4 Reasons You’re Not As Close To Your Boyfriend As You’d Like (And How To Get There)

Don’t let these obstacles ruin your relationship.

Intimacy is feeling close to your partner. It’s about feeling safe enough to be vulnerable. It’s about having an interpersonal adventure, and trying new things in and out of the bedroom.

However, there are five main obstacles that prevent many couples from enjoying the deep pleasure of feelings and feeling genuinely connected.

If you have one or more of these obstacles going on in your relationship, remember that you can overcome these obstacles, learn how to build an emotional connection and trust, and have the relationship you and your partner really want.

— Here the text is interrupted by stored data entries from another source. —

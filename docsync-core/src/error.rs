//! Error types shared by every docsync-core component.
//!
//! [`MirrorError`] covers configuration problems, policy violations (rejected
//! before any I/O happens), transient external failures and local I/O.
//! [`CryptoError`] is kept separate so that token decryption failures can never
//! be mistaken for a parse or transport problem.

use std::path::PathBuf;

use thiserror::Error;

#[derive(Debug, Error)]
pub enum MirrorError {
    #[error("invalid configuration: {0}")]
    Config(String),

    #[error("git verb '{verb}' is not in the allow-list")]
    CommandNotAllowed { verb: String },

    #[error("remote '{url}' rejected: only https:// remotes are allowed")]
    InsecureUrl { url: String },

    #[error("remote '{url}' is not a recognised <host>/<owner>/<repo> address")]
    InvalidRemote { url: String },

    #[error("path '{path}' escapes the mirror root")]
    PathTraversal { path: String },

    #[error("path '{path}' is not a tracked file of repository {repository}")]
    UntrackedFile { repository: String, path: String },

    #[error("mirror for repository {repository} is missing at {}", path.display())]
    MirrorMissing { repository: String, path: PathBuf },

    #[error("git {verb} failed for {remote}: {stderr}")]
    Git {
        verb: &'static str,
        remote: String,
        stderr: String,
    },

    #[error("{operation} timed out after {secs}s")]
    Timeout { operation: String, secs: u64 },

    #[error("request to {url} failed: {source}")]
    Http {
        url: String,
        #[source]
        source: reqwest::Error,
    },

    #[error("provider returned {status} for {url}: {body}")]
    Provider {
        url: String,
        status: u16,
        body: String,
    },

    #[error("provider rate limit exhausted for {url}")]
    RateLimited { url: String },

    #[error("could not decode content of '{path}': {reason}")]
    Decode { path: String, reason: String },

    #[error("token of repository {repository} could not be decrypted: {source}")]
    Crypto {
        repository: String,
        #[source]
        source: CryptoError,
    },

    #[error("failed to read '{path}' while aggregating: {source}")]
    AggregateRead {
        path: String,
        #[source]
        source: Box<MirrorError>,
    },

    #[error("i/o error at {}: {source}", path.display())]
    Io {
        path: PathBuf,
        #[source]
        source: std::io::Error,
    },
}

impl MirrorError {
    pub(crate) fn io(path: impl Into<PathBuf>, source: std::io::Error) -> Self {
        MirrorError::Io {
            path: path.into(),
            source,
        }
    }

    /// True for rejections that happen before any process or network I/O.
    pub fn is_policy_violation(&self) -> bool {
        matches!(
            self,
            MirrorError::CommandNotAllowed { .. }
                | MirrorError::InsecureUrl { .. }
                | MirrorError::PathTraversal { .. }
                | MirrorError::UntrackedFile { .. }
        )
    }
}

#[derive(Debug, Error, PartialEq, Eq)]
pub enum CryptoError {
    #[error("encryption key must be 32 bytes, got {0}")]
    InvalidKeyLength(usize),

    #[error("encryption key is not valid base64")]
    InvalidKeyEncoding,

    #[error("envelope is not valid base64")]
    MalformedEnvelope,

    #[error("envelope is {0} bytes, shorter than nonce and tag")]
    EnvelopeTooShort(usize),

    #[error("authentication failed: wrong key or tampered envelope")]
    AuthenticationFailed,

    #[error("encryption failed")]
    EncryptionFailed,

    #[error("decrypted token is not valid UTF-8")]
    InvalidUtf8,
}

The statements below are not judgmental, even though they may sound that way. Most human beings struggle to reach their relationship potential because of these blocks.

Here are the 4 most common reasons why you’re not as close to your boyfriend or husband as you’d like:

1. You stopped being interested in your partner a while ago.

You don’t ask questions and you don’t realize how your lack of interest has been a factor in the deterioration of vitality in the relationship.

2. You Try to Protect Yourself From Hurting.

You’ve been hurt by your partner and by others before them, and you don’t want to risk your heart again.

Instead, you settle for a mediocre relationship that doesn’t break up but is dry and routine. Your partner may be doing the same thing.

3. You Get Defensive Instead Of Listening To Your Partner.

This happens especially when there is something negative he is feeling and affirming. And nothing tears intimacy apart faster than reactive, defensive communication.

Staying open and present, no matter what your partner is experiencing and expressing, is a challenge for most of us reactive creatures, but it’s worth the effort to practice the skill of staying present when your impulse is to get defensive or get out.

4. You Don’t Have Time To Slow Down Together Often.

When you were dating, you guys slowed down together. Now that you’re in a long-term relationship with him, you’ve got your to-do list, your electronics (phone, computer, TV), and your multi-tasking life.

The expression “When you don’t use it, you lose it”, applies to intimacy as well. The longer you go without slowing down, the more a non-intimate relationship will feel normal.

However, deciding to consistently slow down can bring your intimacy back in a relatively short time.

How many people can say the same thing about exercise? If you don’t go to the gym or do some other exercise for a long time, it’s harder to get into it and it will feel “normal” not to exercise.

However, when you are exercising regularly, you miss it when you don’t. And like exercise, slowing down together feels great when done consistently.

Conclusion.

The good news is that you don’t have to settle for a less-than-ideal relationship. Healthy intimacy is within reach of almost all of us. Once you identify which blocks are holding you back, you can start taking proactive steps to overcome them so you can build the healthy, happy relationship you deserve.